Las petroleras preparan un aumento conjunto en los combustibles tras el salto del petróleo a 100 dólares. En La Pampa advierten fuerte impacto en tran
El temblor en los mercados internacionales provocado por el conflicto en Medio Oriente ya empieza a sentirse en Argentina. Tras el salto del barril de petróleo por encima de los 100 dólares, las principales petroleras que operan en el país —YPF, Shell, Axion y Puma— preparan una nueva suba en los combustibles que podría aplicarse en las próximas horas.
A diferencia de otras ocasiones, donde las empresas aplicaban aumentos escalonados siguiendo los movimientos de la competencia, esta vez la estrategia sería distinta: subir todos al mismo tiempo y en porcentajes similares.
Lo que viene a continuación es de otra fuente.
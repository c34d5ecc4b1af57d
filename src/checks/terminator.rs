//! Statements missing their `;` terminator.
//!
//! A naive "every command ends with `;`" rule fires on legitimate shapes, so
//! two exceptions apply:
//! - a `tocar` line holding chord brackets is only flagged once the chord
//!   literal and its duration are both written (`tocar <do mi sol> minima`)
//! - a line opening a block (`{`) or ending one (`}`) is a header, not a
//!   statement
//!
//! Chord definitions (`acorde X = <...>`) get their own warning.

use super::LineContext;
use crate::diagnostic::{Diagnostic, Severity};
use crate::keywords::{CHORD_DEFINITION, PLAY, TERMINATED_COMMANDS};
use regex::Regex;
use std::sync::LazyLock;

static COMPLETE_CHORD_PLAY: LazyLock<Regex> = LazyLock::new(|| {
    Regex::new(r"tocar\s+<([^>]+)>\s+\w+").expect("chord play pattern is valid")
});

pub fn check(line: &LineContext, diagnostics: &mut Vec<Diagnostic>) {
    let text = line.trimmed;
    if text.is_empty() || text.ends_with(';') {
        return;
    }
    let (start, end) = line.statement_range();

    for &command in TERMINATED_COMMANDS {
        // A bare keyword is not a statement yet.
        if !text.starts_with(command) || text == command {
            continue;
        }
        let missing = if command == PLAY && (text.contains('<') || text.contains('>')) {
            COMPLETE_CHORD_PLAY.is_match(text)
        } else {
            !text.contains('{') && !text.ends_with('}')
        };
        if missing {
            diagnostics.push(Diagnostic::on_line(
                line.index,
                start,
                end,
                format!("missing statement terminator for command '{}'", command),
                Severity::Warning,
            ));
        }
    }

    if text.starts_with(CHORD_DEFINITION) && text.contains('=') && text.contains('>') {
        diagnostics.push(Diagnostic::on_line(
            line.index,
            start,
            end,
            "missing statement terminator for chord definition",
            Severity::Warning,
        ));
    }
}
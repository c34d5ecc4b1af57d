//! Misspelled keywords.
//!
//! Only whole tokens are looked up, so `ves` is reported but `vesper` is not.

use super::LineContext;
use crate::diagnostic::{Diagnostic, Severity};
use crate::keywords::typo_correction;
use crate::lexer::{find_column, tokens, width};

pub fn check(line: &LineContext, diagnostics: &mut Vec<Diagnostic>) {
    for word in tokens(line.stripped) {
        let Some(correction) = typo_correction(word) else {
            continue;
        };
        // Positions are relative to the comment-stripped line.
        if let Some(start) = find_column(line.stripped, word) {
            diagnostics.push(Diagnostic::on_line(
                line.index,
                start,
                start + width(word),
                format!("misspelled keyword: '{}'. Use '{}' instead.", word, correction),
                Severity::Warning,
            ));
        }
    }
}

#[cfg(test)]
mod tests {
    use super::*;
    use crate::lexer::strip_comments;

    fn run(text: &str) -> Vec<Diagnostic> {
        let stripped = strip_comments(text);
        let mut out = Vec::new();
        check(&LineContext::new(0, text, &stripped), &mut out);
        out
    }

    #[test]
    fn test_reports_typo_with_correction() {
        let out = run("repitir 4 veses {");
        assert_eq!(out.len(), 2);
        assert_eq!(out[0].message, "misspelled keyword: 'repitir'. Use 'repetir' instead.");
        assert_eq!((out[0].range.start.column, out[0].range.end.column), (0, 7));
        assert!(out[1].message.contains("'vezes'"));
        assert_eq!((out[1].range.start.column, out[1].range.end.column), (10, 15));
        assert!(out.iter().all(|d| d.severity == Severity::Warning));
    }

    #[test]
    fn test_substrings_do_not_match() {
        assert!(run("tocar vesper minima;").is_empty());
        assert!(run("tempoo_rapido = 3;").is_empty());
    }

    #[test]
    fn test_case_sensitive() {
        assert!(run("Repitir 2 vezes {").is_empty());
    }

    #[test]
    fn test_typo_inside_comment_ignored() {
        assert!(run(r"tocar do minima; \_ repitir _/").is_empty());
    }

    #[test]
    fn test_position_uses_stripped_line() {
        let out = run(r"\_ c _/ tempu 120;");
        assert_eq!(out.len(), 1);
        assert_eq!(out[0].range.start.column, 1);
    }

    #[test]
    fn test_non_ascii_typo() {
        let out = run("} senão {");
        assert_eq!(out.len(), 1);
        assert!(out[0].message.contains("'senao'"));
        assert_eq!((out[0].range.start.column, out[0].range.end.column), (2, 7));
    }
}
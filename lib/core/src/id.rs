//! ULID-backed identifiers for flows and runs.
//!
//! Node and edge ids are caller-supplied strings and live in the flow
//! crate; these ids are generated by agentflow itself.

use serde::{Deserialize, Serialize};
use std::fmt;
use std::str::FromStr;
use ulid::Ulid;

/// Error returned when parsing an ID from a string fails.
#[derive(Debug, Clone, PartialEq, Eq)]
pub struct ParseIdError {
    /// The type of ID that failed to parse.
    pub id_type: &'static str,
    /// The reason for the parse failure.
    pub reason: String,
}

impl fmt::Display for ParseIdError {
    fn fmt(&self, f: &mut fmt::Formatter<'_>) -> fmt::Result {
        write!(f, "failed to parse {}: {}", self.id_type, self.reason)
    }
}

impl std::error::Error for ParseIdError {}

macro_rules! define_id {
    ($(#[$meta:meta])* $name:ident, $prefix:expr) => {
        $(#[$meta])*
        #[derive(Debug, Clone, Copy, PartialEq, Eq, Hash, PartialOrd, Ord, Serialize, Deserialize)]
        #[serde(transparent)]
        pub struct $name(Ulid);

        impl $name {
            /// Creates a new ID with a freshly generated ULID.
            #[must_use]
            pub fn new() -> Self {
                Self(Ulid::new())
            }

            /// Returns the underlying ULID.
            #[must_use]
            pub const fn as_ulid(&self) -> Ulid {
                self.0
            }
        }

        impl Default for $name {
            fn default() -> Self {
                Self::new()
            }
        }

        impl fmt::Display for $name {
            fn fmt(&self, f: &mut fmt::Formatter<'_>) -> fmt::Result {
                write!(f, "{}_{}", $prefix, self.0)
            }
        }

        impl FromStr for $name {
            type Err = ParseIdError;

            fn from_str(s: &str) -> Result<Self, Self::Err> {
                let raw = s.strip_prefix(concat!($prefix, "_")).unwrap_or(s);
                Ulid::from_str(raw).map(Self).map_err(|e| ParseIdError {
                    id_type: stringify!($name),
                    reason: e.to_string(),
                })
            }
        }

        impl From<Ulid> for $name {
            fn from(ulid: Ulid) -> Self {
                Self(ulid)
            }
        }
    };
}

define_id!(
    /// Identifies one flow hosted by a service.
    FlowId,
    "flow"
);

define_id!(
    /// Identifies a single run of a flow.
    RunId,
    "run"
);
La lógica es simple. Las petroleras buscan evitar que una diferencia de precios genere corridas de consumidores hacia una sola marca, algo que suele terminar en faltantes de combustible en las estaciones con valores más bajos.
El impacto en La Pampa
Para los pampeanos, cada aumento en los combustibles no es solo un ajuste más: es un golpe directo a la economía cotidiana.La geografía de la provincia obliga a recorrer largas distancias para trabajar, producir o simplemente moverse entre localidades. Por eso, cuando sube la nafta o el gasoil, el impacto se multiplica.
Expectativa en los surtidores de Santa Rosa
En estaciones de servicio de Santa Rosa ya se respira clima de actualización de precios. Fuentes del sector señalan que el ajuste busca compensar el desfasaje que generó el aumento internacional del crudo, una variable que —según las empresas— vuelve “insostenibles” los valores actuales en pesos.
Mientras tanto, los consumidores miran de reojo los surtidores. En un contexto económico cargado de incertidumbre, cada movimiento en el precio del combustible funciona como una señal de alerta para toda la cadena de precios.
En la Argentina, el precio de la nafta siempre termina siendo más que un número en el surtidor: es el termómetro de la economía. Cuando el combustible sube, todo sube. Y en provincias como La Pampa, donde el auto no es un lujo sino una necesidad, cada aumento se siente como otro kilómetro más de ajuste.